U.S. citizens need a visa to visit Yugoslavia. You may obtain a multiple entry visa from the Yugoslav Embassy or a Yugoslav consulate. There is no fee. U.S. citizens with Yugoslavian dual nationality who travel to Yugoslavia should do so only with a U.S. passport with a Yugoslav visa stamped in it.
Yugoslav law does not recognize dual nationality. This means that all naturalized U.S. citizens of Yugoslav origin who have not renounced their Yugoslav citizenship will be considered by Yugoslav authorities to be citizens of Yugoslavia when returning as temporary visitors or as permanent residents. Persons taken into custody by Yugoslav authorities may be denied the opportunity to communicate with representatives of the U.S. Embassy in Belgrade or the Consulate General in Zagreb.

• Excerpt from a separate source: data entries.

//! psychosuite-instruments
//!
//! Psychometric instrument definitions and deterministic scoring. Pure
//! data and pure functions — no storage or AWS dependency. Defines the
//! questions, answer options, and score classification ladder for each
//! supported instrument, plus the in-memory session state machine for a
//! single administration.

pub mod error;
pub mod instruments;
pub mod scoring;
pub mod session;

use jiff::Timestamp;
use psychosuite_core::id::fresh_id;
use psychosuite_core::models::TestResult;

use error::InstrumentError;
use scoring::{Ladder, Question, ScoreReport};

/// Trait implemented by each psychometric instrument.
pub trait Instrument: Send + Sync {
    /// Unique identifier for this instrument (e.g., "mmse", "zung").
    fn id(&self) -> &str;

    /// Human-readable name (e.g., "MMSE", "Zung SDS").
    fn name(&self) -> &str;

    /// One-line description shown when selecting an instrument.
    fn description(&self) -> &str;

    /// The ordered questions of this instrument.
    fn questions(&self) -> &[Question];

    /// The score classification ladder for this instrument.
    fn ladder(&self) -> &Ladder;

    /// Highest total reachable by answering every question at its maximum.
    fn max_score(&self) -> u32 {
        self.questions().iter().map(Question::max_option_score).sum()
    }

    /// Score a complete answer sequence.
    ///
    /// `answers` must contain exactly one value per question. The total is
    /// the plain sum of the answer values (reverse-keyed items already
    /// carry pre-computed option scores), and the interpretation comes from
    /// this instrument's ladder. Deterministic: identical inputs always
    /// yield an identical report.
    fn score(&self, answers: &[u32]) -> Result<ScoreReport, InstrumentError> {
        if answers.len() != self.questions().len() {
            return Err(InstrumentError::AnswerCountMismatch {
                instrument_id: self.id().to_string(),
                expected: self.questions().len(),
                got: answers.len(),
            });
        }
        let total: u32 = answers.iter().sum();
        Ok(ScoreReport {
            total,
            interpretation: self.ladder().interpret(total),
        })
    }

    /// Score a completed administration and package it as a result record.
    fn build_result(
        &self,
        client_id: &str,
        answers: Vec<u32>,
        now: Timestamp,
    ) -> Result<TestResult, InstrumentError> {
        let report = self.score(&answers)?;
        Ok(TestResult {
            id: fresh_id(now),
            client_id: client_id.to_string(),
            test_id: self.id().to_string(),
            administered_at: now,
            answers,
            total: report.total,
            interpretation: None,
        })
    }
}

/// Return all registered instruments, in stable registration order.
pub fn all_instruments() -> Vec<Box<dyn Instrument>> {
    vec![
        Box::new(instruments::mmse::Mmse),
        Box::new(instruments::hads::Hads),
        Box::new(instruments::zung::Zung),
    ]
}

/// Look up an instrument by ID.
pub fn get_instrument(id: &str) -> Result<Box<dyn Instrument>, InstrumentError> {
    all_instruments()
        .into_iter()
        .find(|i| i.id() == id)
        .ok_or_else(|| InstrumentError::UnknownInstrument(id.to_string()))
}
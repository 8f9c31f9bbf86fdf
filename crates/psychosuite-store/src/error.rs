use thiserror::Error;

#[derive(Debug, Error)]
pub enum StoreError {
    #[error("client not found: {0}")]
    ClientNotFound(String),

    #[error("result not found: {0}")]
    ResultNotFound(String),

    #[error("invalid backup: {0}")]
    InvalidBackup(String),

    #[error("serialization error: {0}")]
    Serialization(#[from] serde_json::Error),

    #[error("I/O error at {path}: {source}")]
    Io {
        path: String,
        source: std::io::Error,
    },
}
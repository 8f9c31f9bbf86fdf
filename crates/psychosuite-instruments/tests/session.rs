use psychosuite_instruments::get_instrument;
use psychosuite_instruments::session::{Session, SessionError, SessionState};

#[test]
fn answering_every_question_completes() {
    let mmse = get_instrument("mmse").unwrap();
    let mut session = Session::start(mmse.as_ref());
    assert_eq!(session.state(), SessionState::InProgress);
    assert_eq!(session.current_question(), 0);

    for _ in 0..5 {
        session.answer(mmse.as_ref(), 1).unwrap();
    }
    assert_eq!(session.state(), SessionState::Completed);
    assert_eq!(session.into_answers().unwrap(), vec![1, 1, 1, 1, 1]);
}

#[test]
fn invalid_option_is_rejected_without_advancing() {
    let mmse = get_instrument("mmse").unwrap();
    let mut session = Session::start(mmse.as_ref());
    // MMSE options score 0 or 1 only.
    let err = session.answer(mmse.as_ref(), 7).unwrap_err();
    assert!(matches!(
        err,
        SessionError::InvalidOption { question: 0, value: 7 }
    ));
    assert_eq!(session.current_question(), 0);
    assert!(session.answers().is_empty());
}

#[test]
fn back_undoes_one_answer_at_a_time() {
    let hads = get_instrument("hads").unwrap();
    let mut session = Session::start(hads.as_ref());
    session.answer(hads.as_ref(), 3).unwrap();
    session.answer(hads.as_ref(), 1).unwrap();
    session.answer(hads.as_ref(), 2).unwrap();
    assert_eq!(session.current_question(), 3);

    // Back exactly current_question times returns to the start.
    for _ in 0..3 {
        session.back().unwrap();
    }
    assert_eq!(session.state(), SessionState::InProgress);
    assert_eq!(session.current_question(), 0);
    assert!(session.answers().is_empty());

    // One more back from question 0 cancels.
    session.back().unwrap();
    assert_eq!(session.state(), SessionState::Cancelled);
}

#[test]
fn undone_answers_can_be_changed() {
    let hads = get_instrument("hads").unwrap();
    let mut session = Session::start(hads.as_ref());
    session.answer(hads.as_ref(), 3).unwrap();
    session.back().unwrap();
    session.answer(hads.as_ref(), 0).unwrap();
    assert_eq!(session.answers(), &[0]);
}

#[test]
fn completed_session_rejects_further_transitions() {
    let mmse = get_instrument("mmse").unwrap();
    let mut session = Session::start(mmse.as_ref());
    for _ in 0..5 {
        session.answer(mmse.as_ref(), 0).unwrap();
    }
    assert!(matches!(
        session.answer(mmse.as_ref(), 0),
        Err(SessionError::Finished)
    ));
    assert!(matches!(session.back(), Err(SessionError::Finished)));
}

#[test]
fn cancelled_session_rejects_further_transitions() {
    let mmse = get_instrument("mmse").unwrap();
    let mut session = Session::start(mmse.as_ref());
    session.back().unwrap();
    assert!(matches!(
        session.answer(mmse.as_ref(), 1),
        Err(SessionError::Finished)
    ));
    assert!(session.into_answers().is_err());
}

#[test]
fn partial_session_cannot_yield_answers() {
    let mmse = get_instrument("mmse").unwrap();
    let mut session = Session::start(mmse.as_ref());
    session.answer(mmse.as_ref(), 1).unwrap();
    assert!(session.into_answers().is_err());
}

U.S. citizens of Yugoslav origin who wish to renounce their Yugoslav citizenship may obtain application forms from the Yugoslav Embassy in Washington, D.C. or from a Yugoslav consulate in New York, Cleveland, Pittsburgh, Chicago, or San Francisco. Yugoslav nationality is not considered lost until formal approval is given to an application for renunciation of citizenship. This process may take a year or longer.
All U.S. citizens who intend to remain in Yugoslavia for more than 90 days are required to obtain permission to stay. Naturalized U.S. citizens of Yugoslav origin who intend to remain in Yugoslavia for more than 90 days may also need to obtain Yugoslav documents, such as a licna karta or a Yugoslav passport.
Prior to travel to Yugoslavia, dual national men 18 years and older should find out from Yugoslav consular officials whether they will be subject to conscription for military service or to arrest for failure to comply with Yugoslav law on compulsory military service.